Source records
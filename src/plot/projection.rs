//! Orthographic camera for 3D axes.

use std::f64::consts::FRAC_PI_2;

/// Point in normalized plot space.
#[derive(Debug, Clone, Copy, PartialEq)]
pub struct Point3 {
    /// X coordinate.
    pub x: f64,
    /// Y coordinate.
    pub y: f64,
    /// Z coordinate.
    pub z: f64,
}

impl Point3 {
    /// Create a point.
    pub fn new(x: f64, y: f64, z: f64) -> Self {
        Self { x, y, z }
    }
}

/// Camera on a sphere around the origin, looking at it.
#[derive(Debug, Clone, Copy, PartialEq)]
pub struct Camera {
    /// Rotation around the z axis, in radians.
    pub azimuth: f64,
    /// Angle above the xy plane, in radians.
    pub elevation: f64,
}

impl Default for Camera {
    fn default() -> Self {
        Self {
            azimuth: (-60.0_f64).to_radians(),
            elevation: 30.0_f64.to_radians(),
        }
    }
}

impl Camera {
    /// Rotate by the given angles, keeping the elevation within the poles.
    pub fn rotate(&mut self, d_azimuth: f64, d_elevation: f64) {
        self.azimuth = (self.azimuth + d_azimuth).rem_euclid(std::f64::consts::TAU);
        self.elevation = (self.elevation + d_elevation).clamp(-FRAC_PI_2, FRAC_PI_2);
    }

    /// Screen coordinates of `p`.
    pub fn project(&self, p: Point3) -> (f64, f64) {
        let (sa, ca) = self.azimuth.sin_cos();
        let (se, ce) = self.elevation.sin_cos();

        // Right vector: (-sin(a), cos(a), 0)
        let screen_x = -p.x * sa + p.y * ca;
        // Up vector: (-cos(a)*sin(e), -sin(a)*sin(e), cos(e))
        let screen_y = -p.x * ca * se - p.y * sa * se + p.z * ce;

        (screen_x, screen_y)
    }

    /// Distance along the view direction. Larger is further away.
    pub fn depth(&self, p: Point3) -> f64 {
        let (sa, ca) = self.azimuth.sin_cos();
        let (se, ce) = self.elevation.sin_cos();
        -(p.x * ce * ca + p.y * ce * sa + p.z * se)
    }
}

/// Unit normal of the triangle `v0 v1 v2`, or `+z` when degenerate.
pub fn triangle_normal(v0: Point3, v1: Point3, v2: Point3) -> [f64; 3] {
    let (ux, uy, uz) = (v1.x - v0.x, v1.y - v0.y, v1.z - v0.z);
    let (vx, vy, vz) = (v2.x - v0.x, v2.y - v0.y, v2.z - v0.z);
    let nx = uy * vz - uz * vy;
    let ny = uz * vx - ux * vz;
    let nz = ux * vy - uy * vx;
    let len = (nx * nx + ny * ny + nz * nz).sqrt();
    if len < 1e-15 {
        [0.0, 0.0, 1.0]
    } else {
        [nx / len, ny / len, nz / len]
    }
}

/// Ambient plus two-sided diffuse light intensity for a face normal.
pub fn light_intensity(normal: [f64; 3]) -> f64 {
    const LIGHT: [f64; 3] = [0.4, -0.5, 0.76];
    const AMBIENT: f64 = 0.35;

    let len = (LIGHT[0] * LIGHT[0] + LIGHT[1] * LIGHT[1] + LIGHT[2] * LIGHT[2]).sqrt();
    let dot = (normal[0] * LIGHT[0] + normal[1] * LIGHT[1] + normal[2] * LIGHT[2]) / len;
    (AMBIENT + (1.0 - AMBIENT) * dot.abs()).clamp(0.0, 1.0)
}

#[cfg(test)]
mod tests {
    use super::*;

    const EPS: f64 = 1e-12;

    #[test]
    fn test_top_down_view_keeps_plane() {
        let camera = Camera {
            azimuth: -FRAC_PI_2,
            elevation: FRAC_PI_2,
        };
        let (sx, sy) = camera.project(Point3::new(0.3, 0.7, 5.0));
        assert!((sx - 0.3).abs() < EPS);
        assert!((sy - 0.7).abs() < EPS);
    }

    #[test]
    fn test_higher_points_are_closer_from_above() {
        let camera = Camera::default();
        assert!(camera.depth(Point3::new(0.0, 0.0, 1.0)) < camera.depth(Point3::new(0.0, 0.0, -1.0)));
    }

    #[test]
    fn test_elevation_is_clamped() {
        let mut camera = Camera::default();
        camera.rotate(0.0, 10.0);
        assert_eq!(camera.elevation, FRAC_PI_2);
        camera.rotate(0.0, -10.0);
        assert_eq!(camera.elevation, -FRAC_PI_2);
    }

    #[test]
    fn test_flat_face_normal() {
        let n = triangle_normal(
            Point3::new(0.0, 0.0, 0.0),
            Point3::new(1.0, 0.0, 0.0),
            Point3::new(0.0, 1.0, 0.0),
        );
        assert_eq!(n, [0.0, 0.0, 1.0]);
        let intensity = light_intensity(n);
        assert!(intensity > 0.35 && intensity <= 1.0);
    }
}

## WHAT IS EXPECTED
Every line above should be reproduced precisely.

## EXERCISE RESULT
filename src/plot/projection.rs
//! Orthographic camera for 3D axes.

use std::f64::consts::FRAC_PI_2;

/// Point in normalized plot space.
#[derive(Debug, Clone, Copy, PartialEq)]
pub struct Point3 {
    /// X coordinate.
    pub x: f64,
    /// Y coordinate.
    pub y: f64,
    /// Z coordinate.
    pub z: f64,
}

impl Point3 {
    /// Create a point.
    pub fn new(x: f64, y: f64, z: f64) -> Self {
        Self { x, y, z }
    }
}

/// Camera on a sphere around the origin, looking at it.
#[derive(Debug, Clone, Copy, PartialEq)]
pub struct Camera {
    /// Rotation around the z axis, in radians.
    pub azimuth: f64,
    /// Angle above the xy plane, in radians.
    pub elevation: f64,
}

impl Default for Camera {
    fn default() -> Self {
        Self {
            azimuth: (-60.0_f64).to_radians(),
            elevation: 30.0_f64.to_radians(),
        }
    }
}

impl Camera {
    /// Rotate by the given angles, keeping the elevation within the poles.
    pub fn rotate(&mut self, d_azimuth: f64, d_elevation: f64) {
        self.azimuth = (self.azimuth + d_azimuth).rem_euclid(std::f64::consts::TAU);
        self.elevation = (self.elevation + d_elevation).clamp(-FRAC_PI_2, FRAC_PI_2);
    }

    /// Screen coordinates of `p`.
    pub fn project(&self, p: Point3) -> (f64, f64) {
        let (sa, ca) = self.azimuth.sin_cos();
        let (se, ce) = self.elevation.sin_cos();

        // Right vector: (-sin(a), cos(a), 0)
        let screen_x = -p.x * sa + p.y * ca;
        // Up vector: (-cos(a)*sin(e), -sin(a)*sin(e), cos(e))
        let screen_y = -p.x * ca * se - p.y * sa * se + p.z * ce;

        (screen_x, screen_y)
    }

    /// Distance along the view direction. Larger is further away.
    pub fn depth(&self, p: Point3) -> f64 {
        let (sa, ca) = self.azimuth.sin_cos();
        let (se, ce) = self.elevation.sin_cos();
        -(p.x * ce * ca + p.y * ce * sa + p.z * se)
    }
}

/// Unit normal of the triangle `v0 v1 v2`, or `+z` when degenerate.
pub fn triangle_normal(v0: Point3, v1: Point3, v2: Point3) -> [f64; 3] {
    let (ux, uy, uz) = (v1.x - v0.x, v1.y - v0.y, v1.z - v0.z);
    let (vx, vy, vz) = (v2.x - v0.x, v2.y - v0.y, v2.z - v0.z);
    let nx = uy * vz - uz * vy;
    let ny = uz * vx - ux * vz;
    let nz = ux * vy - uy * vx;
    let len = (nx * nx + ny * ny + nz * nz).sqrt();
    if len < 1e-15 {
        [0.0, 0.0, 1.0]
    } else {
        [nx / len, ny / len, nz / len]
    }
}

/// Ambient plus two-sided diffuse light intensity for a face normal.
pub fn light_intensity(normal: [f64; 3]) -> f64 {
    const LIGHT: [f64; 3] = [0.4, -0.5, 0.76];
    const AMBIENT: f64 = 0.35;

    let len = (LIGHT[0] * LIGHT[0] + LIGHT[1] * LIGHT[1] + LIGHT[2] * LIGHT[2]).sqrt();
    let dot = (normal[0] * LIGHT[0] + normal[1] * LIGHT[1] + normal[2] * LIGHT[2]) / len;
    (AMBIENT + (1.0 - AMBIENT) * dot.abs()).clamp(0.0, 1.0)
}

#[cfg(test)]
mod tests {
    use super::*;

    const EPS: f64 = 1e-12;

    #[test]
    fn test_top_down_view_keeps_plane() {
        let camera = Camera {
            azimuth: -FRAC_PI_2,
            elevation: FRAC_PI_2,
        };
        let (sx, sy) = camera.project(Point3::new(0.3, 0.7, 5.0));
        assert!((sx - 0.3).abs() < EPS);
        assert!((sy - 0.7).abs() < EPS);
    }

    #[test]
    fn test_higher_points_are_closer_from_above() {
        let camera = Camera::default();
        assert!(camera.depth(Point3::new(0.0, 0.0, 1.0)) < camera.depth(Point3::new(0.0, 0.0, -1.0)));
    }

    #[test]
    fn test_elevation_is_clamped() {
        let mut camera = Camera::default();
        camera.rotate(0.0, 10.0);
        assert_eq!(camera.elevation, FRAC_PI_2);
        camera.rotate(0.0, -10.0);
        assert_eq!(camera.elevation, -FRAC_PI_2);
    }

    #[test]
    fn test_flat_face_normal() {
        let n = triangle_normal(
            Point3::new(0.0, 0.0, 0.0),
            Point3::new(1.0, 0.0, 0.0),
            Point3::new(0.0, 1.0, 0.0),
        );
        assert_eq!(n, [0.0, 0.0, 1.0]);
        let intensity = light_intensity(n);
        assert!(intensity > 0.35 && intensity <= 1.0);
    }
}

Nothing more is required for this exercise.